И тут вдруг в улье слышат стук клювика синицы, и весь улей начинает жужжать от любопытства. Кто стучит, друг или враг? Представляет ли он опасность для их пчелиного роя? У королевы пчел — совесть нечиста. Она не может спокойно дожидаться вестей. Может, это призраки убитых трутней стучатся в улей? «Посмотри, что там такое?» — приказывает она сестре-привратнице. И та бросается к выходу из улья. С криком «Да здравствует королева!» она вылетает из улья. И, о ужас! Синица на дрожащих от нетерпения крыльях уже над ней. Вытянув шею, она хватает пчелу, давит ее, проглатывает; и некому возвестить повелительнице пчел о судьбе привратницы. Синица же начинает снова стучать, а королева пчел продолжает посылать все новых и новых привратниц на разведку, и все они бесследно исчезают. Никто не возвращается обратно, чтобы рассказать о том, кто стучится в улей. Ух, как жутко становится в темном улье! Это мстительные духи, призраки трутней, затеяли чертовскую возню. Хоть бы ничего не слышать! Хоть бы превозмочь любопытство! Хоть бы спокойно выждать, что будет дальше!

Огромный Мельхиор Синклер разражается хохотом, таким громким, что слезы выступают у него на глазах. Он смеется над женской глупостью в пчелином улье и над шустрой желто-зеленой канальей на воле.

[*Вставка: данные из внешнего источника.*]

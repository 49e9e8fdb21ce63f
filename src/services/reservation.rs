//! Reservation Lifecycle
//!
//! A reservation claims a table through the conditional
//! `available -> booked` transition, so two concurrent requests for the
//! same slot leave exactly one winner. Every read-check-write sequence
//! here runs under the per-table lock, and any step that fails after the
//! claim reverts the table before surfacing the error.

use std::sync::Arc;

use rust_decimal::Decimal;
use surrealdb::{RecordId, Surreal};
use surrealdb::engine::local::Db;
use validator::Validate;

use super::booking::TableLocks;
use super::invoice::InvoiceService;
use super::mailer::InvoiceMailer;
use crate::db::models::{
    Invoice, Reservation, ReservationCreate, ReservationDetail, ReservationStatus,
    ReservationUpdate, TableStatus,
};
use crate::db::repository::{DiningTableRepository, ReservationRepository};
use crate::utils::time::now_millis;
use crate::utils::{AppError, AppResult};

/// What happened to the invoice email during a confirmation
///
/// Mail failure never rolls back the confirmation; it is reported here so
/// the caller can tell the guest.
#[derive(Debug, Clone, Copy, PartialEq, Eq)]
pub enum InvoiceDelivery {
    Sent,
    Failed,
    NoAddress,
}

/// Outcome of a successful confirmation
#[derive(Debug, Clone)]
pub struct ConfirmedReservation {
    pub reservation: Reservation,
    pub invoice: Invoice,
    pub delivery: InvoiceDelivery,
}

#[derive(Clone)]
pub struct ReservationService {
    repo: ReservationRepository,
    tables: DiningTableRepository,
    invoices: InvoiceService,
    locks: TableLocks,
    mailer: Arc<dyn InvoiceMailer>,
    reservation_fee: Decimal,
}

impl ReservationService {
    pub fn new(
        db: Surreal<Db>,
        locks: TableLocks,
        mailer: Arc<dyn InvoiceMailer>,
        reservation_fee: Decimal,
    ) -> Self {
        Self {
            repo: ReservationRepository::new(db.clone()),
            tables: DiningTableRepository::new(db.clone()),
            invoices: InvoiceService::new(db),
            locks,
            mailer,
            reservation_fee,
        }
    }

    pub async fn find_all(&self) -> AppResult<Vec<ReservationDetail>> {
        Ok(self.repo.find_all_detailed().await?)
    }

    pub async fn find_by_id(&self, id: &RecordId) -> AppResult<ReservationDetail> {
        self.repo
            .find_detailed(id)
            .await?
            .ok_or_else(|| AppError::not_found("reservation not found"))
    }

    /// Book a table for a future slot
    ///
    /// The table is claimed first; if persisting the reservation then
    /// fails, the claim is reverted before the error escapes.
    pub async fn create(&self, data: ReservationCreate) -> AppResult<Reservation> {
        data.validate()
            .map_err(|e| AppError::validation(e.to_string()))?;
        let now = now_millis();
        if data.reserved_at <= now {
            return Err(AppError::validation(
                "reservation time must be in the future",
            ));
        }

        let _guard = self.locks.acquire(&data.table).await;

        let claimed = self
            .tables
            .try_set_status(&data.table, &[TableStatus::Available], TableStatus::Booked)
            .await?;
        if claimed.is_none() {
            return Err(match self.tables.find_by_id(&data.table).await? {
                Some(table) => AppError::conflict(format!(
                    "table {} is not available",
                    table.table_no
                )),
                None => AppError::not_found("table not found"),
            });
        }

        let result = async {
            let number = self.repo.next_number().await?;
            let reservation = Reservation {
                id: None,
                number,
                name: data.name,
                phone: data.phone,
                email: data.email,
                table: data.table.clone(),
                reserved_at: data.reserved_at,
                table_fee: self.reservation_fee,
                status: ReservationStatus::Pending,
                created_at: now,
                updated_at: now,
            };
            self.repo.create(reservation).await
        }
        .await;

        match result {
            Ok(created) => {
                tracing::info!(
                    reservation = %created.number,
                    table = %created.table,
                    "Reservation created"
                );
                Ok(created)
            }
            Err(e) => {
                self.release_table(&data.table).await;
                Err(e.into())
            }
        }
    }

    /// Confirm payment: move to `paid` and derive the invoice
    ///
    /// Safe to repeat; a second confirmation finds the reservation already
    /// paid and returns the existing invoice. The table stays booked until
    /// the reservation completes or is cancelled.
    pub async fn confirm(&self, id: &RecordId) -> AppResult<ConfirmedReservation> {
        let existing = self
            .repo
            .find_by_id(id)
            .await?
            .ok_or_else(|| AppError::not_found("reservation not found"))?;
        if !existing.status.can_become(ReservationStatus::Paid) {
            return Err(AppError::conflict(format!(
                "a {} reservation cannot be confirmed",
                existing.status
            )));
        }

        let reservation = self.repo.set_status(id, ReservationStatus::Paid).await?;
        let invoice = self.invoices.create_invoice(&reservation).await?;

        let delivery = match reservation.email.as_deref() {
            Some(address) if !address.is_empty() => {
                match self.mailer.send_invoice(address, &invoice).await {
                    Ok(()) => InvoiceDelivery::Sent,
                    Err(e) => {
                        tracing::warn!(
                            reservation = %reservation.number,
                            error = %e,
                            "Invoice email failed, confirmation stands"
                        );
                        InvoiceDelivery::Failed
                    }
                }
            }
            _ => InvoiceDelivery::NoAddress,
        };

        Ok(ConfirmedReservation {
            reservation,
            invoice,
            delivery,
        })
    }

    /// Partial update: only present fields apply
    ///
    /// Status may only move forward; a table change claims the new table
    /// and releases the old one under both tables' locks. Entering a
    /// terminal status releases the table.
    pub async fn update(&self, id: &RecordId, data: ReservationUpdate) -> AppResult<Reservation> {
        let mut existing = self
            .repo
            .find_by_id(id)
            .await?
            .ok_or_else(|| AppError::not_found("reservation not found"))?;

        if let Some(next) = data.status
            && !existing.status.can_become(next)
        {
            return Err(AppError::conflict(format!(
                "reservation cannot move from {} to {}",
                existing.status, next
            )));
        }

        let new_table = data
            .table
            .clone()
            .filter(|table| *table != existing.table);
        if new_table.is_some() && existing.status.is_terminal() {
            return Err(AppError::conflict(format!(
                "a {} reservation cannot change table",
                existing.status
            )));
        }

        let prior_status = existing.status;
        match new_table {
            Some(new_table) => {
                let old_table = existing.table.clone();
                let _guards = self.locks.acquire_pair(&old_table, &new_table).await;

                let claimed = self
                    .tables
                    .try_set_status(&new_table, &[TableStatus::Available], TableStatus::Booked)
                    .await?;
                if claimed.is_none() {
                    return Err(match self.tables.find_by_id(&new_table).await? {
                        Some(table) => AppError::conflict(format!(
                            "table {} is not available",
                            table.table_no
                        )),
                        None => AppError::not_found("table not found"),
                    });
                }

                apply_fields(&mut existing, &data);
                existing.table = new_table.clone();
                match self.repo.update(&existing).await {
                    Ok(updated) => {
                        self.release_table(&old_table).await;
                        self.release_on_exit(&updated, prior_status).await;
                        Ok(updated)
                    }
                    Err(e) => {
                        self.release_table(&new_table).await;
                        Err(e.into())
                    }
                }
            }
            None => {
                let _guard = self.locks.acquire(&existing.table).await;
                apply_fields(&mut existing, &data);
                let updated = self.repo.update(&existing).await?;
                self.release_on_exit(&updated, prior_status).await;
                Ok(updated)
            }
        }
    }

    /// Remove a reservation, its invoice, and its claim on the table
    pub async fn delete(&self, id: &RecordId) -> AppResult<()> {
        let existing = self
            .repo
            .find_by_id(id)
            .await?
            .ok_or_else(|| AppError::not_found("reservation not found"))?;
        let _guard = self.locks.acquire(&existing.table).await;

        self.invoices.remove_for_reservation(id).await?;
        if !self.repo.delete(id).await? {
            return Err(AppError::not_found("reservation not found"));
        }
        if !existing.status.releases_table() {
            self.release_table(&existing.table).await;
        }
        tracing::info!(reservation = %existing.number, "Reservation deleted");
        Ok(())
    }

    /// Free the table when the reservation just entered a terminal status
    async fn release_on_exit(&self, updated: &Reservation, prior: ReservationStatus) {
        if updated.status.releases_table() && !prior.releases_table() {
            self.release_table(&updated.table).await;
        }
    }

    /// Drop a reservation's claim, best effort
    ///
    /// Conditional on the table still being `booked`: a walk-in seated
    /// outside the buffer holds `in_use` and must keep it.
    async fn release_table(&self, table: &RecordId) {
        if let Err(e) = self
            .tables
            .try_set_status(table, &[TableStatus::Booked], TableStatus::Available)
            .await
        {
            tracing::error!(
                table = %table,
                error = %e,
                "Failed to release table"
            );
        }
    }
}

fn apply_fields(reservation: &mut Reservation, data: &ReservationUpdate) {
    if let Some(name) = &data.name {
        reservation.name = name.clone();
    }
    if let Some(phone) = &data.phone {
        reservation.phone = phone.clone();
    }
    if let Some(email) = &data.email {
        reservation.email = Some(email.clone());
    }
    if let Some(reserved_at) = data.reserved_at {
        reservation.reserved_at = reserved_at;
    }
    if let Some(status) = data.status {
        reservation.status = status;
    }
}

Невелика беда — ждать, когда ты совершенно уверен в благополучном исходе своей миссии, да еще когда вокруг столько прекрасной пищи для размышлений.

А вот и большой дворовый пес. Он крадется, почти не касаясь лапами земли, опустив глаза и слегка помахивая хвостом; а вид у него такой, словно он направляется куда-то совсем в другое место и занят каким-то совершенно маловажным и посторонним делом. Но вдруг он начинает усердно рыться в снегу. Не иначе как старый бездельник спрятал там какую-то нечестно доставшуюся ему добычу.

Но только он поднимает голову, чтобы посмотреть, можно ли спокойно проглотить свой трофей, — как перед ним, словно из-под земли, вырастают две сороки.

— Укрыватель краденого! — кричат сороки с таким видом, будто они сами — воплощенная совесть. — Мы — здешние полицейские, выкладывай краденое!

— Молчать, негодяйки! Я — управитель здешней усадьбы!

— Как бы не так! Ишь, какой выискался! — насмехаются сороки.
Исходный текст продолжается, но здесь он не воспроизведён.